He got back into the driver’s seat, turned on the engine, and took off. We were at the campground, unscathed, in a matter of minutes.

It’s the only time Larry ever admitted to being too drunk to drive, and he never asked me to drive his Harley again.

I don’t know where we slept.

I Could Finally Live Guilt-Free.

Living in our second-floor, two-story apartment in Pitcairn felt like immersion into a dream I never had.

Compared to our teeny Pitcairn hotel room, we were living in a mansion. The living room was twice the size of that hole we’d once shared with two other people; the kitchen was almost as big as the living room. Everything was carpeted – a bonus for me, since I often went barefoot. We moved my childhood bed – a double – into our bedroom.

Larry let me have the entire third floor to myself – an attic room reminiscent of Greg’s groovy pad in The Brady Bunch, a room I could decorate however I pleased. Almost immediately I took a can of orange spray paint – the only color Larry could find at the shop – and sprayed an entire wall with my version of graffiti. It looked like a preschooler had scribbled on it with orange crayon.

Compared to Larry’s Florida house, which always had roommates running in and out, we were finally alone and able to have sex on the living room floor if we wanted. (We did.) More importantly, Larry finally had access to a guitar again, at all hours of the day and night, and he played guitar and sang all the time. We had a TV, too, but we rarely turned it on.

We set up one side of the living room like a stage, complete with a floor mic and amps, so – while Larry was working and I was off for four days of the week – I could plug in my guitar and sing at the top of my lungs, finally acting like the rock star I believed I would someday become.

Getting out of my parents’ basement meant that I could finally live guilt-free, or at least bury my guilt so deeply I didn’t even know it was there. I still behaved atrociously, but knowing my parents didn’t know where I was or what I was doing … that made my choices feel less awful.
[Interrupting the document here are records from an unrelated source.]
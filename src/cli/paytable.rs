//! Paytable command implementation.

use super::output::{JsonPaytable, format_paytable_text};
use super::{CliError, OutputFormat, load_config};
use std::path::PathBuf;

/// Execute the paytable command.
///
/// # Errors
///
/// Returns an error if the configuration file is invalid.
pub(crate) fn execute(config: Option<PathBuf>, format: OutputFormat) -> Result<(), CliError> {
    let config = load_config(config)?;

    match format {
        OutputFormat::Text => print!("{}", format_paytable_text(&config)),
        OutputFormat::Json => {
            let json = serde_json::to_string_pretty(&JsonPaytable::new(&config))
                .map_err(|e| CliError::new(format!("JSON serialization failed: {e}")))?;
            println!("{json}");
        }
    }

    Ok(())
}
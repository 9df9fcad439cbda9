// Allow unwrap in tests (test code is not production)
#![cfg_attr(test, allow(clippy::unwrap_used))]
//! Slots: a five-reel fruit machine session engine.
//!
//! This crate provides the game logic of a classic fruit machine:
//! - Staggered, clock-driven reel spins with nudge and hold re-spins
//! - A bankroll ledger and a turn-based session state machine
//! - A persistent high-score ledger keyed by player name
//!
//! Rendering, audio and input polling live outside the core. A front end
//! feeds [`Input`] events and elapsed time into a [`Session`] and draws the
//! [`SessionView`] snapshots it hands back.
//!
//! # Architecture
//!
//! ```text
//! ┌─────────────────────────────────────┐
//! │   Front end (TUI / simulation)      │
//! ├─────────────────────────────────────┤
//! │   Session state machine │ Scores    │
//! ├─────────────────────────────────────┤
//! │   Reel bank │ Bankroll │ Paytable   │
//! ├─────────────────────────────────────┤
//! │   Clock  │  Random source           │
//! └─────────────────────────────────────┘
//! ```

pub mod clock;
pub mod config;
pub mod error;
pub mod game;
pub mod rng;
pub mod scores;
pub mod sim;

pub use clock::GameClock;
pub use config::{ConfigError, GameConfig};
pub use error::{SlotsError, SlotsResult};
pub use rng::{RandomSource, ScriptedRandom, SeededRandom};

// Re-export key game types at crate root for convenience
pub use game::{
    Bankroll, Input, Key, Mode, ModeKind, REEL_COUNT, Reel, ReelBank, ReelView, Session,
    SessionStats, SessionView, Signal, Symbol,
};
pub use scores::{
    HighScoreRecord, HighScoreStore, JsonFileStore, MemoryStore, ReconcileOutcome, RecordId,
    SortOrder, StoreError, Visit,
};
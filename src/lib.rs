//! Software-emulation shim for an accelerator card.
//!
//! Presents the device API surface (buffer objects, control registers,
//! streaming queues, binary load) while the actual compute runs in a
//! separately launched simulator process. This crate is the bookkeeping
//! and coordination layer: bank allocators, the buffer-object registry,
//! the chunked transfer engine, the subprocess supervisor, and the
//! call/response protocol that carries every operation to the peer.

pub mod config;
pub mod container;
pub mod device;
pub mod error;
pub mod memory;
pub mod protocol;
pub mod session;
pub mod utils;

pub use config::Config;
pub use device::{Completion, Device, DeviceInfo, ExportToken, LoadState};
pub use error::{ShimError, ShimResult};
pub use memory::MemoryBank;
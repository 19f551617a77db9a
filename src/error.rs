use thiserror::Error;

#[derive(Error, Debug)]
pub enum ShimError {
    #[error("I/O Error: {0}")]
    Io(#[from] std::io::Error),

    #[error("Out of device memory: requested {requested} bytes, {available} free")]
    OutOfMemory { requested: u64, available: u64 },

    #[error("Unknown buffer handle: {0}")]
    BadHandle(u32),

    #[error("Invalid binary container: {0}")]
    InvalidContainer(String),

    #[error("Channel to the device process is not established")]
    ChannelClosed,

    #[error("Short transfer: {completed} of {requested} bytes")]
    ShortTransfer { completed: u64, requested: u64 },

    #[error("Device process exited unexpectedly")]
    PeerDied,

    #[error("Protocol error: {0}")]
    Protocol(String),
}

// A convenient alias
pub type ShimResult<T> = Result<T, ShimError>;
use crate::config::Config;
use crate::container::{
    parse_connectivity, parse_mem_topology, ArgFlowMap, Container, MemKind, SectionKind,
};
use crate::error::{ShimError, ShimResult};
use crate::memory::{bank::ALLOC_ALIGN, DeviceMemory, MemoryBank};
use crate::protocol::{calls, Transport};
use crate::session::{LoopbackTransport, Session, SpawnOptions};
use crate::utils::{align_up, unique_path};
use std::collections::BTreeMap;
use std::fs;
use std::path::PathBuf;
use std::sync::{Mutex, MutexGuard, PoisonError};
use std::time::Duration;

/// Upper half of a flow id selects the owning kernel instance.
const INSTANCE_MASK: u64 = 0xFFFF_0000;

/// Capacity snapshot reported by [`Device::device_info`].
#[derive(Debug, Clone, Copy, PartialEq, Eq)]
pub struct DeviceInfo {
    pub memory_size: u64,
    pub memory_free: u64,
    pub bank_count: u32,
}

/// Progress of a binary-image load.
#[derive(Debug, Clone, Copy, PartialEq, Eq)]
pub enum LoadState {
    Unloaded,
    /// Container accepted, bitstream and side sections extracted.
    BitstreamExtracted,
    /// Per-instance streaming-argument routing delivered to the peer.
    InstancesConfigured,
    /// Peer acknowledged bitstream delivery.
    Loaded,
}

struct DeviceState {
    memory: DeviceMemory,
    registry: BoRegistry,
    queues: QueueManager,
    session: Option<Session>,
    /// Transport injected at open time, consumed by the first operation
    /// that needs the peer.
    pending_transport: Option<Box<dyn Transport>>,
    load_state: LoadState,
    /// Set when the last accepted container carried a debug-data section.
    debug_binary: bool,
    device_dir: PathBuf,
}

/// One open emulated device.
pub struct Device {
    index: u32,
    config: Config,
    state: Mutex<DeviceState>,
    spawn_lock: Mutex<()>,
}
But I never dreamed of living with Larry in Pitcairn. I didn’t dream of a big apartment without roommates, or a place to pretend I was a rock star, or a three-night-a-week job at the Pennysaver. When I dreamed, I imagined myself in California, maybe at Berkeley, flowers in my hair, working to save the planet or teaching its children or writing for The New Yorker and doing publicity tours in Europe.

My dream did not resemble my reality, not even slightly, and I took no steps to remedy that.

Larry was not my dream man, nor was he the person I intended to marry. In fact, I hadn’t even missed Larry when we were apart. I missed the motorcycle and I missed the feeling of freedom, but I did not miss the person who provided those feelings for me.

My forever man was someone different. I was pretty sure I’d marry an English professor who recited poetry to me in the evenings as we sat by candlelight around our vegetarian dinner. Or perhaps I’d find someone who’d take me in his VW Minibus to follow the Grateful Dead around the country. As long as “my man” resembled the person I wanted to become, I thought I’d be happy.

Right now, I wanted to ride motorcycles and have no responsibilities, but I didn’t want to get my own bike. Living with Larry was so much easier than trying to get what I wanted for myself. And I had needs.

My number one, over-arching, overwhelmingly essential need was to drink alcohol every day.

Whattaya Think?

It was only a matter of time before I was gone all night again, drinking with Larry at old-person bars, listening to him sing on stage, wondering why I’d ever left the man.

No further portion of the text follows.